# LLaMA from Scratch: Train & Generate on Google Colab

This notebook trains a **~15M parameter LLaMA model** from scratch in pure PyTorch, end-to-end:

1. **Choose a dataset** (TinyStories, GSM8K, SimpleMath, AQUA-RAT, or mixed)
2. **Train a BPE tokenizer** (SentencePiece, covering all selected datasets)
3. **Tokenize the dataset** into memory-mapped binary files
4. **Train the model** with mixed precision, gradient accumulation, cosine LR schedule
5. **Evaluate** on the validation set (loss + perplexity)
6. **Generate text** from prompts with temperature/top-k/top-p sampling
7. **Save & download** the trained checkpoint

**Datasets:**
| Name | Description | Size |
|------|-------------|------|
| `tinystories` | Short children's stories (default) | ~2.1M examples |
| `gsm8k` | Grade school math word problems | 8.5K examples |
| `simplemath` | Basic arithmetic problems | 100K examples |
| `aqua_rat` | Word problems with reasoning | 98K examples |
| `mixed` | All of the above combined | — |

**Architecture:** Decoder-only transformer following LLaMA (Meta AI)
- RMSNorm (pre-normalization)
- Rotary Positional Embeddings (RoPE)
- SwiGLU activation in FFN
- Grouped Query Attention (GQA, 6 query heads / 2 KV heads)
- KV cache for efficient inference

**Requirements:** A Colab GPU runtime (T4 or A100).
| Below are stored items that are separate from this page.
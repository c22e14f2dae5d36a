//! UPGMA (Unweighted Pair Group Method with Arithmetic mean) phylogenetic tree building in Rust,
//! spread over a group of cooperating workers that share no memory. Generic over floating point
//! numeric types.
//!
//! UPGMA is average-linkage hierarchical clustering: it repeatedly merges the two closest
//! clusters, and measures the distance from the merged cluster to every other cluster as the
//! size-weighted average of its two parts. The result is an ultrametric binary tree, rendered
//! here in Newick format.
//!
//! A distributed run works as follows:
//!  1. The workers split the rows of the distance matrix between them, compute their rows, and
//!     the root worker gathers them and broadcasts the whole matrix once;
//!  2. Each round, every worker scans its share of the active clusters for the closest pair, and
//!     a single all-reduce of one `(distance, left, right)` record settles the pair every worker
//!     merges; and
//!  3. Every worker applies the merge to its own replica of the state, so no matrix data is ever
//!     exchanged again.
//!
//! Ties are broken on the lower cluster id first, then the higher, so every worker count produces
//! the same merges as the sequential run.
//!
//! # Examples
//! ```
//!use upgma::{DistanceTable, Upgma, UpgmaParams};
//!
//!let table = DistanceTable::from_matrix(
//!    &["A", "B", "C", "D"],
//!    &[
//!        vec![0.0, 2.0, 4.0, 6.0],
//!        vec![2.0, 0.0, 4.0, 6.0],
//!        vec![4.0, 4.0, 0.0, 6.0],
//!        vec![6.0, 6.0, 6.0, 0.0],
//!    ],
//!);
//!let sequential = Upgma::default_params(&table).cluster().unwrap();
//!assert_eq!("(D:3,(C:2,(A:1,B:1):1):1);", sequential.to_newick(6));
//!
//!let params = UpgmaParams::builder().n_workers(4).build();
//!let distributed = Upgma::new(&table, params).cluster_distributed().unwrap();
//!assert_eq!(sequential.merges(), distributed.merges());
//! ```
//!
//! # References
//! * [Sokal, R.R.; Michener, C.D. A statistical method for evaluating systematic relationships.](https://archive.org/details/cbarchive_33927_astatisticalmethodforevaluatin1902)
//! * [Jukes, T.H.; Cantor, C.R. Evolution of protein molecules.](https://doi.org/10.1016/B978-1-4832-3211-9.50009-7)

pub use crate::comm::channel::{ChannelCommunicator, WorkerGroup};
pub use crate::comm::solo::SoloCommunicator;
pub use crate::comm::{Communicator, ROOT_RANK};
pub use crate::data_wrappers::{ClusterNode, MergeCandidate};
pub use crate::dendrogram::Dendrogram;
pub use crate::distance::{jukes_cantor, UNDEFINED_DISTANCE};
pub use crate::error::UpgmaError;
pub use crate::input::{
    read_distance_table, read_sequences, write_sequences, DistanceTable, Sequence,
};
pub use crate::matrix::DistanceMatrix;
pub use crate::newick::parse_leaf_names;
pub use crate::params::{ParamBuilder, UpgmaParams};
pub use crate::partition::{PartitionPolicy, WorkerPartition};
pub use crate::simulate::SequenceSimulator;
pub use crate::upgma::{MatrixSource, Upgma};

mod cluster_state;
mod comm;
mod data_wrappers;
mod dendrogram;
mod distance;
mod error;
mod input;
mod matrix;
mod matrix_builder;
mod merge;
mod newick;
mod params;
mod partition;
mod reducer;
mod simulate;
mod upgma;
mod validation;
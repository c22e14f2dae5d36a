use thiserror::Error;

/// Possible errors that arise from malformed input, invalid configuration or a failure of the
/// worker group while clustering.
#[derive(Debug, Error)]
pub enum UpgmaError {
    #[error("The dataset provided is empty")]
    EmptyDataset,
    #[error("Invalid header line: {0}")]
    InvalidHeader(String),
    #[error("Not enough sequences in the input: expected {expected}, found {found}")]
    MissingSequences { expected: usize, found: usize },
    #[error("Malformed row on line {line}: {msg}")]
    MalformedRow { line: usize, msg: String },
    #[error("Invalid distance value '{token}' on line {line}")]
    InvalidNumber { line: usize, token: String },
    #[error("Input has mismatched dimensions: {0}")]
    WrongDimension(String),
    #[error("Invalid distance: {0}")]
    InvalidDistance(String),
    #[error("Distance matrix is not symmetric at ({row}, {col})")]
    AsymmetricMatrix { row: usize, col: usize },
    #[error("Taxon name '{0}' contains whitespace or a character reserved by Newick")]
    InvalidName(String),
    #[error("Taxon name '{0}' appears more than once")]
    DuplicateName(String),
    #[error("Invalid parameter: {0}")]
    InvalidParameter(String),
    #[error("Malformed Newick string: {0}")]
    MalformedNewick(String),

    #[error("Rank {rank} expected a {expected} message but received a {found} message")]
    CollectiveMismatch {
        rank: usize,
        expected: &'static str,
        found: &'static str,
    },
    #[error("Run aborted by rank {rank}: {reason}")]
    Aborted { rank: usize, reason: String },
    #[error("Rank {0} lost contact with its peers")]
    Disconnected(usize),
    #[error("Worker rank {0} panicked")]
    WorkerPanicked(usize),
    #[error("Failed to start worker rank {rank}: {source}")]
    WorkerSpawn {
        rank: usize,
        #[source]
        source: std::io::Error,
    },
    #[error("Replica on rank {0} diverged from the root's merge sequence")]
    ReplicaDivergence(usize),
    #[error("Rank {0} found no merge candidate while more than one cluster was active")]
    EmptyReduction(usize),
}

impl UpgmaError {
    /// Whether this error is a consequence of another rank failing, rather than a root cause.
    pub fn is_secondary(&self) -> bool {
        matches!(self, UpgmaError::Aborted { .. } | UpgmaError::Disconnected(_))
    }
}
Go to *Runtime > Change runtime type > GPU*.

In [None]:
#@title Setup: Install Dependencies & Clone Repo
!pip install -q torch sentencepiece datasets tqdm
!git clone -q https://github.com/manojkgorle/smol-llama2.git
%cd smol-llama2

In [None]:
#@title Configuration — Edit these parameters!

# ── Dataset Selection ────────────────────────────────────────────────────
# Choose which dataset to train on:
#   "tinystories"  — ~2.1M short stories (default)
#   "gsm8k"        — 8.5K grade school math word problems
#   "simplemath"   — 100K basic arithmetic problems
#   "aqua_rat"     — 98K word problems with reasoning
#   "mixed"        — All of the above combined
DATASET = "tinystories"

# Which datasets to include in tokenizer training.
# The tokenizer should cover ALL text the model will ever see.
# Use ["tinystories"] for stories only, or list all datasets you plan to use.
# Ignored if DATASET != "mixed" (auto-set to just [DATASET] for single datasets).
TOKENIZER_DATASETS = ["tinystories", "gsm8k", "simplemath", "aqua_rat"]
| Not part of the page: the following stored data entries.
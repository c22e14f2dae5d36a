#![allow(dead_code)]
use rand::rngs::StdRng;
use rand::SeedableRng;
use upgma::{
    parse_leaf_names, read_distance_table, Dendrogram, DistanceTable, MatrixSource, ParamBuilder, PartitionPolicy,
    Sequence, SequenceSimulator, UpgmaError, UpgmaParams,
};

pub type ClusterFn = fn(MatrixSource<f64>, ParamBuilder) -> Result<Dendrogram<f64>, UpgmaError>;

pub fn abcd_table() -> DistanceTable<f64> {
    DistanceTable::from_matrix(
        &["A", "B", "C", "D"],
        &[
            vec![0.0, 2.0, 4.0, 6.0],
            vec![2.0, 0.0, 4.0, 6.0],
            vec![4.0, 4.0, 0.0, 6.0],
            vec![6.0, 6.0, 6.0, 0.0],
        ],
    )
}

fn merges_of(tree: &Dendrogram<f64>) -> Vec<(f64, usize, usize)> {
    tree.merges()
        .iter()
        .map(|merge| (merge.distance, merge.left, merge.right))
        .collect()
}

fn assert_ultrametric(tree: &Dendrogram<f64>) {
    for node in tree.nodes() {
        for child in [node.left, node.right].into_iter().flatten() {
            assert!(tree.nodes()[child].height <= node.height + 1e-9);
        }
        assert!(node.branch_length_left >= 0.0 && node.branch_length_right >= 0.0);
    }
    let heights: Vec<f64> = tree.merges().iter().map(|m| m.distance / 2.0).collect();
    assert!(heights.windows(2).all(|pair| pair[0] <= pair[1] + 1e-12));
}

pub fn test_abcd_tree(cluster_fn: ClusterFn) {
    let table = abcd_table();
    let tree = cluster_fn(MatrixSource::from(&table), UpgmaParams::builder()).unwrap();
    assert_eq!(vec![(2.0, 0, 1), (4.0, 2, 4), (6.0, 3, 5)], merges_of(&tree));
    assert_eq!("(D:3,(C:2,(A:1,B:1):1):1);", tree.to_newick(6));
    assert_eq!(4, tree.root_node().size);
    assert_eq!(3.0, tree.root_node().height);
}

pub fn test_three_taxa(cluster_fn: ClusterFn) {
    let table = DistanceTable::from_matrix(
        &["A", "B", "C"],
        &[vec![0.0, 2.0, 4.0], vec![2.0, 0.0, 4.0], vec![4.0, 4.0, 0.0]],
    );
    let tree = cluster_fn(MatrixSource::from(&table), UpgmaParams::builder()).unwrap();
    assert_eq!("(C:2,(A:1,B:1):1);", tree.to_newick(6));
}

pub fn test_two_taxa(cluster_fn: ClusterFn) {
    let table = DistanceTable::from_matrix(&["A", "B"], &[vec![0.0, 0.3], vec![0.3, 0.0]]);
    let tree = cluster_fn(MatrixSource::from(&table), UpgmaParams::builder()).unwrap();
    assert_eq!("(A:0.15,B:0.15);", tree.to_newick(6));
}

pub fn test_single_taxon(cluster_fn: ClusterFn) {
    let table = DistanceTable::from_matrix(&["Solo"], &[vec![0.0]]);
    let tree = cluster_fn(MatrixSource::from(&table), UpgmaParams::builder()).unwrap();
    assert!(tree.merges().is_empty());
    assert_eq!("Solo;", tree.to_newick(6));
}

pub fn test_ties_take_lowest_ids(cluster_fn: ClusterFn) {
    let table = DistanceTable::from_matrix(
        &["A", "B", "C", "D"],
        &[
            vec![0.0, 1.0, 1.0, 1.0],
            vec![1.0, 0.0, 1.0, 1.0],
            vec![1.0, 1.0, 0.0, 1.0],
            vec![1.0, 1.0, 1.0, 0.0],
        ],
    );
    let tree = cluster_fn(MatrixSource::from(&table), UpgmaParams::builder()).unwrap();
    assert_eq!(vec![(1.0, 0, 1), (1.0, 2, 3), (1.0, 4, 5)], merges_of(&tree));
    assert_eq!("((A:0.5,B:0.5):0,(C:0.5,D:0.5):0);", tree.to_newick(6));
}

pub fn test_undefined_distances(cluster_fn: ClusterFn) {
    let table = DistanceTable {
        names: vec![String::from("A"), String::from("B"), String::from("C")],
        rows: vec![
            vec![Some(0.0), Some(0.2), None],
            vec![Some(0.2), Some(0.0), None],
            vec![None, None, Some(0.0)],
        ],
    };
    let tree = cluster_fn(MatrixSource::from(&table), UpgmaParams::builder()).unwrap();
    assert_eq!("(C:500000,(A:0.1,B:0.1):499999.9);", tree.to_newick(6));

    let tree = cluster_fn(
        MatrixSource::from(&table),
        UpgmaParams::builder().undefined_distance(10.0),
    )
    .unwrap();
    assert_eq!("(C:5,(A:0.1,B:0.1):4.9);", tree.to_newick(6));
}

pub fn test_precision(cluster_fn: ClusterFn) {
    let table = DistanceTable::from_matrix(
        &["A", "B", "C"],
        &[vec![0.0, 1.0, 2.0], vec![1.0, 0.0, 2.0], vec![2.0, 2.0, 0.0]],
    );
    let params = UpgmaParams::builder().precision(2);
    let tree = cluster_fn(MatrixSource::from(&table), params).unwrap();
    assert_eq!("(C:1,(A:0.5,B:0.5):0.5);", tree.to_newick(2));
}

pub fn test_partition_policy_does_not_change_tree(cluster_fn: ClusterFn) {
    let sequences = simulated(23, 60, 1);
    let source = MatrixSource::from(&sequences);
    let first = cluster_fn(
        source,
        UpgmaParams::builder().partition(PartitionPolicy::RemainderFirst),
    )
    .unwrap();
    let last = cluster_fn(
        source,
        UpgmaParams::builder().partition(PartitionPolicy::RemainderLast),
    )
    .unwrap();
    assert_eq!(first.merges(), last.merges());
    assert_eq!(first.to_newick(6), last.to_newick(6));
}

pub fn test_sequences_match_their_table(cluster_fn: ClusterFn) {
    let sequences = vec![
        Sequence::new("Human", "ACGTACGTACGTACGTACGT"),
        Sequence::new("Chimp", "ACGTACGTACGTACGTACGA"),
        Sequence::new("Gorilla", "ACGTACGTACGAACGTACCA"),
        Sequence::new("Gap", "--------------------"),
        Sequence::new("Mouse", "TCGAACGTTCGTACGAACCA"),
    ];
    let table = DistanceTable::from_sequences(&sequences);
    let from_sequences =
        cluster_fn(MatrixSource::from(&sequences), UpgmaParams::builder()).unwrap();
    let from_table = cluster_fn(MatrixSource::from(&table), UpgmaParams::builder()).unwrap();
    assert_eq!(from_table.merges(), from_sequences.merges());
    assert_eq!((0, 1), {
        let first = from_sequences.merges()[0];
        (first.left, first.right)
    });
    // The all-gap sequence is undefined against everything, so it joins last
    let root = from_sequences.root_node();
    assert_eq!(Some(3), root.left);
}

pub fn test_simulated_tree_is_ultrametric(cluster_fn: ClusterFn) {
    let sequences = simulated(40, 80, 9);
    let tree = cluster_fn(MatrixSource::from(&sequences), UpgmaParams::builder()).unwrap();
    assert_eq!(39, tree.merges().len());
    assert_eq!(79, tree.nodes().len());
    assert_ultrametric(&tree);

    let mut names = parse_leaf_names(&tree.to_newick(6)).unwrap();
    names.sort();
    let mut expected: Vec<String> = sequences.iter().map(|seq| seq.name.clone()).collect();
    expected.sort();
    assert_eq!(expected, names);
}

pub fn test_names_reserved_by_newick(cluster_fn: ClusterFn) {
    let table: DistanceTable<f64> =
        read_distance_table("A(1) 0 1 2\nB,x 1 0 2\nC:3 2 2 0\n").unwrap();
    let result = cluster_fn(MatrixSource::from(&table), UpgmaParams::builder());
    assert!(matches!(result, Err(UpgmaError::InvalidName(name)) if name == "A(1)"));
}

pub fn test_negative_zero_distance(cluster_fn: ClusterFn) {
    let table: DistanceTable<f64> = read_distance_table("A 0 -0\nB -0 0\n").unwrap();
    let tree = cluster_fn(MatrixSource::from(&table), UpgmaParams::builder()).unwrap();
    assert_eq!("(A:0,B:0);", tree.to_newick(6));
}

pub fn test_empty_data(cluster_fn: ClusterFn) {
    let table: DistanceTable<f64> = DistanceTable {
        names: vec![],
        rows: vec![],
    };
    let result = cluster_fn(MatrixSource::from(&table), UpgmaParams::builder());
    assert!(matches!(result, Err(UpgmaError::EmptyDataset)));
}

pub fn test_asymmetric_table(cluster_fn: ClusterFn) {
    let table = DistanceTable::from_matrix(&["A", "B"], &[vec![0.0, 1.0], vec![2.0, 0.0]]);
    let result = cluster_fn(MatrixSource::from(&table), UpgmaParams::builder());
    assert!(matches!(
        result,
        Err(UpgmaError::AsymmetricMatrix { row: 0, col: 1 })
    ));
}

pub fn test_non_finite_distance(cluster_fn: ClusterFn) {
    let table = DistanceTable::from_matrix(
        &["A", "B"],
        &[vec![0.0, f64::INFINITY], vec![f64::INFINITY, 0.0]],
    );
    let result = cluster_fn(MatrixSource::from(&table), UpgmaParams::builder());
    assert!(matches!(result, Err(UpgmaError::InvalidDistance(_))));
}

pub fn test_mismatched_sequence_lengths(cluster_fn: ClusterFn) {
    let sequences = vec![Sequence::new("A", "ACGT"), Sequence::new("B", "ACGTA")];
    let result = cluster_fn(MatrixSource::from(&sequences), UpgmaParams::builder());
    assert!(matches!(result, Err(UpgmaError::WrongDimension(_))));
}

pub fn simulated(n_sequences: usize, length: usize, seed: u64) -> Vec<Sequence> {
    let mut rng = StdRng::seed_from_u64(seed);
    SequenceSimulator::new(n_sequences, length)
        .gap_prob(0.05)
        .ambiguous_prob(0.02)
        .generate(&mut rng)
        .unwrap()
}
# ── Training ─────────────────────────────────────────────────────────────
TRAINING_STEPS = 3000          # Total optimizer steps (~15 min on T4)
BATCH_SIZE = 64                # Sequences per micro-batch
GRADIENT_ACCUMULATION_STEPS = 4  # Effective batch = 64 * 4 = 256 sequences
LEARNING_RATE = 3e-4           # Peak LR (after warmup)
MIN_LEARNING_RATE = 3e-5       # Floor LR (10% of peak)
WARMUP_STEPS = 200             # Linear warmup steps
WEIGHT_DECAY = 0.1             # AdamW weight decay
MAX_GRAD_NORM = 1.0            # Gradient clipping

# ── Evaluation & Logging ─────────────────────────────────────────────────
EVAL_INTERVAL = 500            # Evaluate every N steps
EVAL_STEPS = 20                # Batches per evaluation
LOG_INTERVAL = 50              # Print loss every N steps
SAVE_INTERVAL = 1000           # Save checkpoint every N steps

# ── Model Architecture ──────────────────────────────────────────────────
VOCAB_SIZE = 4096
DIM = 384
N_LAYERS = 8
N_HEADS = 6
N_KV_HEADS = 2
MAX_SEQ_LEN = 512
HIDDEN_DIM = 1024

# ── Paths ────────────────────────────────────────────────────────────────
DATA_DIR = "data/"
CHECKPOINT_DIR = "checkpoints/"
TOKENIZER_PREFIX = "data/tokenizer"  # produces data/tokenizer.model
SEED = 42

# ── Auto-configure tokenizer datasets for single-dataset mode ────────────
if DATASET != "mixed":
    TOKENIZER_DATASETS = [DATASET]

print(f"Dataset: {DATASET}")
print(f"Tokenizer trained on: {TOKENIZER_DATASETS}")
print(f"Training for {TRAINING_STEPS} steps")
print(f"Effective batch size: {BATCH_SIZE * GRADIENT_ACCUMULATION_STEPS} sequences")
print(f"Tokens per step: {BATCH_SIZE * GRADIENT_ACCUMULATION_STEPS * MAX_SEQ_LEN:,}")

In [None]:
#@title Device Detection
import torch

if torch.cuda.is_available():
    device = torch.device("cuda")
    props = torch.cuda.get_device_properties(device)
    print(f"GPU: {props.name}")
    print(f"VRAM: {props.total_mem / 1024**3:.1f} GB")
    print(f"Compute Capability: {props.major}.{props.minor}")
    print(f"BF16 Support: {torch.cuda.is_bf16_supported()}")
    print(f"CUDA Version: {torch.version.cuda}")
elif hasattr(torch.backends, "mps") and torch.backends.mps.is_available():
    device = torch.device("mps")
    print("Device: MPS (Apple Silicon)")
else:
    device = torch.device("cpu")
    print("WARNING: No GPU detected! Training will be very slow.")
    print("Go to Runtime > Change runtime type > GPU")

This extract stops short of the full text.